### [Work instructions]
For the data that follows, give the number of lines in which "body" appears. Add nothing to it.

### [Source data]

========================

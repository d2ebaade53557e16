//! Request types produced by generators and consumed by workers

use serde::{Deserialize, Serialize};
use std::sync::Arc;
use std::time::Duration;

/// Sequence number assigned in emission order
#[derive(Debug, Clone, Copy, Default, PartialEq, Eq, Hash, PartialOrd, Ord, Serialize, Deserialize)]
pub struct RequestId(pub u64);

impl std::fmt::Display for RequestId {
    fn fmt(&self, f: &mut std::fmt::Formatter<'_>) -> std::fmt::Result {
        write!(f, "{}", self.0)
    }
}

impl From<u64> for RequestId {
    fn from(id: u64) -> Self {
        Self(id)
    }
}

/// A single unit of work
///
/// Immutable once produced. HTTP backends read `target`, `method` and
/// `body`; protocol backends read the pre-built `payload`.
#[derive(Debug, Clone, PartialEq)]
pub struct Request {
    /// Sequence number, assigned by the generation driver
    pub id: RequestId,

    /// Full target address
    pub target: String,

    /// HTTP method
    pub method: String,

    /// Request body
    pub body: Option<String>,

    /// Protocol-specific pre-built query
    pub payload: RequestPayload,

    /// Optional per-request deadline, capped by the configured timeout
    pub deadline: Option<Duration>,
}

impl Request {
    /// Create a plain request
    pub fn new(method: impl Into<String>, target: impl Into<String>) -> Self {
        Self {
            id: RequestId::default(),
            target: target.into(),
            method: method.into(),
            body: None,
            payload: RequestPayload::None,
            deadline: None,
        }
    }

    /// Create a `GET` request
    pub fn get(target: impl Into<String>) -> Self {
        Self::new("GET", target)
    }

    /// Create a vector-search request
    pub fn vector_query(target: impl Into<String>, query: Arc<VectorQuery>) -> Self {
        Self {
            payload: RequestPayload::VectorQuery(query),
            ..Self::new("POST", target)
        }
    }

    /// Set the body
    pub fn with_body(mut self, body: impl Into<String>) -> Self {
        self.body = Some(body.into());
        self
    }

    /// Set the per-request deadline
    pub fn with_deadline(mut self, deadline: Duration) -> Self {
        self.deadline = Some(deadline);
        self
    }

    /// Effective timeout for this request
    pub fn effective_timeout(&self, configured: Duration) -> Duration {
        self.deadline
            .map(|d| d.min(configured))
            .unwrap_or(configured)
    }
}

/// Protocol-specific payload carried by a request
#[derive(Debug, Clone, Default, PartialEq)]
pub enum RequestPayload {
    /// No pre-built payload (plain HTTP)
    #[default]
    None,
    /// Pre-translated vector-search query
    VectorQuery(Arc<VectorQuery>),
}

impl RequestPayload {
    /// Short name used in contract-violation messages
    pub fn kind(&self) -> &'static str {
        match self {
            RequestPayload::None => "none",
            RequestPayload::VectorQuery(_) => "vector_query",
        }
    }
}

/// Fully-formed nearest-neighbour query
#[derive(Debug, Clone, PartialEq, Serialize, Deserialize)]
pub struct VectorQuery {
    /// Collection name
    pub collection: String,

    /// Query vector
    pub vector: Vec<f32>,

    /// Must-match filter conditions
    #[serde(default, skip_serializing_if = "Vec::is_empty")]
    pub filter: Vec<MatchCondition>,

    /// Search parameters
    #[serde(default, skip_serializing_if = "Option::is_none")]
    pub params: Option<SearchParams>,

    /// Maximum number of points to return
    #[serde(default, skip_serializing_if = "Option::is_none")]
    pub limit: Option<u64>,

    /// Return point payloads
    #[serde(default)]
    pub with_payload: bool,

    /// Return point vectors
    #[serde(default)]
    pub with_vectors: bool,

    /// Numeric shard keys to route to
    #[serde(default, skip_serializing_if = "Vec::is_empty")]
    pub shard_keys: Vec<u64>,
}

impl VectorQuery {
    /// Create a query against `collection`
    pub fn new(collection: impl Into<String>, vector: Vec<f32>) -> Self {
        Self {
            collection: collection.into(),
            vector,
            filter: Vec::new(),
            params: None,
            limit: None,
            with_payload: false,
            with_vectors: false,
            shard_keys: Vec::new(),
        }
    }
}

/// Integer equality condition on a payload field
#[derive(Debug, Clone, PartialEq, Eq, Serialize, Deserialize)]
pub struct MatchCondition {
    /// Payload field
    pub field: String,
    /// Value to match
    pub value: i64,
}

/// Index search parameters
#[derive(Debug, Clone, Default, PartialEq, Serialize, Deserialize)]
pub struct SearchParams {
    /// HNSW beam size
    #[serde(default, skip_serializing_if = "Option::is_none")]
    pub hnsw_ef: Option<u64>,

    /// Exhaustive search
    #[serde(default)]
    pub exact: bool,

    /// Only search indexed segments
    #[serde(default)]
    pub indexed_only: bool,

    /// Quantization behaviour
    #[serde(default, skip_serializing_if = "Option::is_none")]
    pub quantization: Option<QuantizationParams>,
}

/// Quantized search parameters
#[derive(Debug, Clone, Copy, Default, PartialEq, Serialize, Deserialize)]
#[serde(default)]
pub struct QuantizationParams {
    /// Re-score candidates with original vectors
    pub rescore: bool,
    /// Candidate oversampling factor
    pub oversampling: f64,
}

#[cfg(test)]
mod tests {
    use super::*;

    #[test]
    fn test_request_defaults() {
        let req = Request::get("http://localhost/health");
        assert_eq!(req.method, "GET");
        assert_eq!(req.payload, RequestPayload::None);
        assert!(req.body.is_none());
        assert!(req.deadline.is_none());
    }

    #[test]
    fn test_effective_timeout() {
        let configured = Duration::from_secs(1);
        let req = Request::get("http://localhost");
        assert_eq!(req.effective_timeout(configured), configured);

        let shorter = req.clone().with_deadline(Duration::from_millis(200));
        assert_eq!(
            shorter.effective_timeout(configured),
            Duration::from_millis(200)
        );

        let longer = req.with_deadline(Duration::from_secs(5));
        assert_eq!(longer.effective_timeout(configured), configured);
    }

    #[test]
    fn test_vector_query_request() {
        let query = Arc::new(VectorQuery::new("items", vec![0.1, 0.2]));
        let req = Request::vector_query("http://localhost:6333", Arc::clone(&query));
        assert_eq!(req.payload.kind(), "vector_query");
        match req.payload {
            RequestPayload::VectorQuery(q) => assert_eq!(q.collection, "items"),
            RequestPayload::None => panic!("Expected VectorQuery payload"),
        }
    }

    #[test]
    fn test_search_params_skip_empty() {
        let params = SearchParams::default();
        let json = serde_json::to_string(&params).unwrap();
        assert!(!json.contains("hnsw_ef"));
        assert!(!json.contains("quantization"));
    }
}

========================

### [Your solution]
8